ビル・ゲイツが見る未来 『地球の未来のため僕が決断したこと ──気候大災害は防げる』
「2050年までに二酸化炭素の排出量をゼロにする必要がある」とか「排出量ゼロを目指しましょう」という話はよく聞くが、「ゼロにできる」と言い切る意見はあまり見ない。
ビル・ゲイツはそれが「できる」と言い切る。
この本の中でビル・ゲイツは、「2050年までに二酸化炭素排出ゼロ」はテクノロジーのブレークスルーによって達成できると主張し、そのために我々がするべきことを論じている。
本書によると、温室効果ガスを発生させる人間の全活動の内訳は以下の通りだそうだ。
- ものを作る(セメント、鋼鉄、プラスチックの製造):31%
- 電気を使う(発電):27%
- ものを育てる(植物や動物の生産):19%
- 移動する(飛行機やトラック貨物船での移動):16%
- 冷やしたり温めたりする(暖房、冷房、冷蔵):7%
個人的な印象としては「発電」と「移動」が意外と少ないんだな、という感じだ。逆に「ものを作る」が多い。

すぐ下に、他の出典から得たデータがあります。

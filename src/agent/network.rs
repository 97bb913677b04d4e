//! Q-network
//!
//! Feed-forward action-value approximator with hidden widths 128/64/32,
//! ReLU activations and dropout after the first two hidden layers. The
//! backward pass, Adam optimizer, global gradient-norm clipping and the
//! soft target update are implemented directly over ndarray parameters.

use ndarray::{Array1, Array2, Axis, Zip};
use rand::rngs::StdRng;
use rand::Rng;
use rand_distr::StandardNormal;
use serde::{Deserialize, Serialize};

use crate::strategy::NUM_ACTIONS;

/// Hidden layer widths between the input and the action head
pub const HIDDEN_DIMS: [usize; 3] = [128, 64, 32];

/// One fully connected layer
#[derive(Debug, Clone, Serialize, Deserialize)]
struct DenseLayer {
    /// Weights, `[input, output]`
    weights: Array2<f64>,
    /// Biases, `[output]`
    bias: Array1<f64>,
}

impl DenseLayer {
    /// Xavier-normal initialization
    fn new(input: usize, output: usize, rng: &mut StdRng) -> Self {
        let std = (2.0 / (input + output) as f64).sqrt();
        let weights = Array2::from_shape_fn((input, output), |_| {
            std * rng.sample::<f64, _>(StandardNormal)
        });
        Self {
            weights,
            bias: Array1::zeros(output),
        }
    }

    fn forward(&self, x: &Array2<f64>) -> Array2<f64> {
        x.dot(&self.weights) + &self.bias
    }
}

/// Activations cached by a training forward pass
pub struct ForwardCache {
    /// Input to each layer (post-activation of the previous one)
    inputs: Vec<Array2<f64>>,
    /// ReLU outputs per hidden layer, for the activation derivative
    relu_outputs: Vec<Array2<f64>>,
    /// Dropout masks per hidden layer; entries hold 0 or 1/keep
    masks: Vec<Option<Array2<f64>>>,
}

/// Per-layer parameter gradients
pub struct Gradients {
    grads: Vec<(Array2<f64>, Array1<f64>)>,
}

impl Gradients {
    /// L2 norm over every weight and bias gradient
    pub fn global_norm(&self) -> f64 {
        self.grads
            .iter()
            .map(|(w, b)| {
                w.iter().map(|g| g * g).sum::<f64>() + b.iter().map(|g| g * g).sum::<f64>()
            })
            .sum::<f64>()
            .sqrt()
    }

    /// Scale all gradients down so the global norm is at most `max_norm`
    pub fn clip_norm(&mut self, max_norm: f64) {
        let norm = self.global_norm();
        if norm > max_norm {
            let scale = max_norm / norm;
            for (w, b) in &mut self.grads {
                w.mapv_inplace(|g| g * scale);
                b.mapv_inplace(|g| g * scale);
            }
        }
    }
}

/// Feed-forward action-value network
#[derive(Debug, Clone, Serialize, Deserialize)]
pub struct QNetwork {
    layers: Vec<DenseLayer>,
    dropout: f64,
}

impl QNetwork {
    /// Build a network mapping `input_dim` features to action scores
    pub fn new(input_dim: usize, dropout: f64, rng: &mut StdRng) -> Self {
        let mut dims = vec![input_dim];
        dims.extend(HIDDEN_DIMS);
        dims.push(NUM_ACTIONS);

        let layers = dims
            .windows(2)
            .map(|pair| DenseLayer::new(pair[0], pair[1], rng))
            .collect();

        Self { layers, dropout }
    }

    fn hidden_count(&self) -> usize {
        self.layers.len() - 1
    }

    /// Dropout is applied after the first two hidden layers only
    fn has_dropout(&self, layer: usize) -> bool {
        layer < 2 && self.dropout > 0.0
    }

    /// Action scores for one state, deterministic (no dropout)
    pub fn predict(&self, state: &[f64]) -> Array1<f64> {
        let mut x = Array1::from_vec(state.to_vec());
        for (i, layer) in self.layers.iter().enumerate() {
            x = x.dot(&layer.weights) + &layer.bias;
            if i < self.hidden_count() {
                x.mapv_inplace(|v| v.max(0.0));
            }
        }
        x
    }

    /// Action scores for a batch of states, deterministic (no dropout)
    pub fn predict_batch(&self, states: &Array2<f64>) -> Array2<f64> {
        let mut x = states.clone();
        for (i, layer) in self.layers.iter().enumerate() {
            x = layer.forward(&x);
            if i < self.hidden_count() {
                x.mapv_inplace(|v| v.max(0.0));
            }
        }
        x
    }

    /// Training forward pass with dropout, caching what backward needs
    pub fn forward_train(
        &self,
        states: &Array2<f64>,
        rng: &mut StdRng,
    ) -> (Array2<f64>, ForwardCache) {
        let keep = 1.0 - self.dropout;
        let mut cache = ForwardCache {
            inputs: Vec::with_capacity(self.layers.len()),
            relu_outputs: Vec::with_capacity(self.hidden_count()),
            masks: Vec::with_capacity(self.hidden_count()),
        };

        let mut x = states.clone();
        for (i, layer) in self.layers.iter().enumerate() {
            cache.inputs.push(x.clone());
            x = layer.forward(&x);
            if i < self.hidden_count() {
                x.mapv_inplace(|v| v.max(0.0));
                cache.relu_outputs.push(x.clone());
                if self.has_dropout(i) {
                    let mask = Array2::from_shape_fn(x.dim(), |_| {
                        if rng.gen::<f64>() < self.dropout {
                            0.0
                        } else {
                            1.0 / keep
                        }
                    });
                    x = x * &mask;
                    cache.masks.push(Some(mask));
                } else {
                    cache.masks.push(None);
                }
            }
        }

        (x, cache)
    }

    /// Backpropagate `grad_output` (d loss / d scores) through the cache
    pub fn backward(&self, cache: &ForwardCache, grad_output: &Array2<f64>) -> Gradients {
        let mut grads: Vec<(Array2<f64>, Array1<f64>)> = Vec::with_capacity(self.layers.len());
        let mut grad = grad_output.clone();

        for l in (0..self.layers.len()).rev() {
            if l < self.hidden_count() {
                if let Some(mask) = &cache.masks[l] {
                    grad = grad * mask;
                }
                let relu_grad = cache.relu_outputs[l].mapv(|v| if v > 0.0 { 1.0 } else { 0.0 });
                grad = grad * &relu_grad;
            }
            let grad_w = cache.inputs[l].t().dot(&grad);
            let grad_b = grad.sum_axis(Axis(0));
            grad = grad.dot(&self.layers[l].weights.t());
            grads.push((grad_w, grad_b));
        }

        grads.reverse();
        Gradients { grads }
    }

    /// Blend this network's parameters toward `source`
    ///
    /// Polyak averaging: `self = tau * source + (1 - tau) * self`.
    pub fn soft_update(&mut self, source: &QNetwork, tau: f64) {
        for (own, src) in self.layers.iter_mut().zip(source.layers.iter()) {
            Zip::from(&mut own.weights)
                .and(&src.weights)
                .for_each(|t, &p| *t = tau * p + (1.0 - tau) * *t);
            Zip::from(&mut own.bias)
                .and(&src.bias)
                .for_each(|t, &p| *t = tau * p + (1.0 - tau) * *t);
        }
    }

    /// Sum of squared parameter distances to another network
    pub fn parameter_distance(&self, other: &QNetwork) -> f64 {
        self.layers
            .iter()
            .zip(other.layers.iter())
            .map(|(a, b)| {
                let dw: f64 = a
                    .weights
                    .iter()
                    .zip(b.weights.iter())
                    .map(|(x, y)| (x - y).powi(2))
                    .sum();
                let db: f64 = a
                    .bias
                    .iter()
                    .zip(b.bias.iter())
                    .map(|(x, y)| (x - y).powi(2))
                    .sum();
                dw + db
            })
            .sum()
    }

    /// Total number of trainable parameters
    pub fn num_parameters(&self) -> usize {
        self.layers
            .iter()
            .map(|l| l.weights.len() + l.bias.len())
            .sum()
    }
}

/// Adam optimizer bound to one network's parameters
#[derive(Debug, Clone)]
pub struct Adam {
    lr: f64,
    beta1: f64,
    beta2: f64,
    eps: f64,
    t: i32,
    moments: Vec<(Array2<f64>, Array1<f64>)>,
    velocities: Vec<(Array2<f64>, Array1<f64>)>,
}

impl Adam {
    /// Create optimizer state shaped after `network`
    pub fn new(network: &QNetwork, lr: f64) -> Self {
        let zeros = |net: &QNetwork| {
            net.layers
                .iter()
                .map(|l| {
                    (
                        Array2::zeros(l.weights.dim()),
                        Array1::zeros(l.bias.len()),
                    )
                })
                .collect::<Vec<_>>()
        };
        Self {
            lr,
            beta1: 0.9,
            beta2: 0.999,
            eps: 1e-8,
            t: 0,
            moments: zeros(network),
            velocities: zeros(network),
        }
    }

    /// Apply one Adam update to `network` in place
    pub fn step(&mut self, network: &mut QNetwork, grads: &Gradients) {
        self.t += 1;
        let bc1 = 1.0 - self.beta1.powi(self.t);
        let bc2 = 1.0 - self.beta2.powi(self.t);
        let (lr, b1, b2, eps) = (self.lr, self.beta1, self.beta2, self.eps);

        for (layer_idx, layer) in network.layers.iter_mut().enumerate() {
            let (gw, gb) = &grads.grads[layer_idx];
            let (mw, mb) = &mut self.moments[layer_idx];
            let (vw, vb) = &mut self.velocities[layer_idx];

            Zip::from(&mut layer.weights)
                .and(mw)
                .and(vw)
                .and(gw)
                .for_each(|w, m, v, &g| {
                    *m = b1 * *m + (1.0 - b1) * g;
                    *v = b2 * *v + (1.0 - b2) * g * g;
                    *w -= lr * (*m / bc1) / ((*v / bc2).sqrt() + eps);
                });
            Zip::from(&mut layer.bias)
                .and(mb)
                .and(vb)
                .and(gb)
                .for_each(|w, m, v, &g| {
                    *m = b1 * *m + (1.0 - b1) * g;
                    *v = b2 * *v + (1.0 - b2) * g * g;
                    *w -= lr * (*m / bc1) / ((*v / bc2).sqrt() + eps);
                });
        }
    }
}
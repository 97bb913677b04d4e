//! DQN trading backtester
//!
//! Simulates single-asset, long-only trading over a historical daily
//! series, trains a DQN policy to choose among Hold/Buy/Sell, and
//! benchmarks it against two deterministic rule-based strategies. Every
//! trajectory is reduced to summary metrics, a yearly breakdown and a
//! sampled equity curve.
//!
//! # Components
//!
//! - **Environment**: deterministic step/reset market simulator with
//!   capital and position bookkeeping
//! - **Agent**: replay memory, feed-forward Q-network, epsilon-greedy
//!   exploration and Polyak target updates
//! - **Strategies**: the learned policy plus VWAP-momentum and
//!   regression-slope rules behind one `Strategy` trait
//! - **Analytics**: return, win rate, Sharpe, drawdown and profit factor,
//!   overall and per calendar year

pub mod agent;
pub mod analytics;
pub mod backtest;
pub mod calc;
pub mod config;
pub mod data;
pub mod env;
pub mod error;
pub mod features;
pub mod report;
pub mod strategy;
pub mod training;

pub use agent::{DqnAgent, ReplayMemory, Transition};
pub use analytics::{compute_metrics, compute_yearly, StrategyMetrics, YearlyRecord};
pub use backtest::{run_backtest, Trajectory};
pub use config::AppConfig;
pub use data::{load_candles, Candle, MarketData};
pub use env::{MarketSimulator, Trade, TradeSide};
pub use error::{Result, TraderError};
pub use report::BacktestReport;
pub use strategy::{Action, DualSlope, LearnedPolicy, MomentumVwap, Strategy};
pub use training::train_agent;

環境問題が喫緊の問題だと知られていても、その現状については詳しく知られていないことが多いのかもしれない(単におれが無知なだけかもしれないが)。
で、これら全ての排出量を2050年までにゼロにするという目標に向けた課題や、これから期待される技術を本書は紹介していく。
現に、石炭火力発電とかで排出した二酸化炭素が大気に出る前に回収する技術や、大気中から二酸化炭素を直接吸収する技術の開発が進んでいるらしい。
培養肉(植物由来の肉のことではなく肉の細胞を培養して食べられるようにしたもの)の開発が進んでいるという話は「未来!」って感じがしておもしろい。
普通に暮らしているだけだと再エネへの転換や炭素税の導入の話ぐらいしか聞こえてこないが(もちろんそれも大事だが)、テクノロジーの最先端を見ている人にはまた違う未来が見えているんだろうなと思う。
環境問題に関係する本で日本でよく売れたのは、斎藤幸平著『人新世の「資本論」』だろう。
ビル・ゲイツの主張は『人新世の「資本論」』が唱える「脱成長」とは違う方向性を示している。
気候問題をめぐる日本での議論がどんな風か知らないけれど、ここまでテクノロジーを信頼しきった意見は主流ではないんじゃないか(原発が必要だと論じる点は特に日本では受け入れられにくそう)。
しかし、だからこそ環境問題と世界の「これから」に対する違った角度からの視点を与えてくれるという意味で、いま様々な意見を持つ様々な人に読まれるべき本だと思う。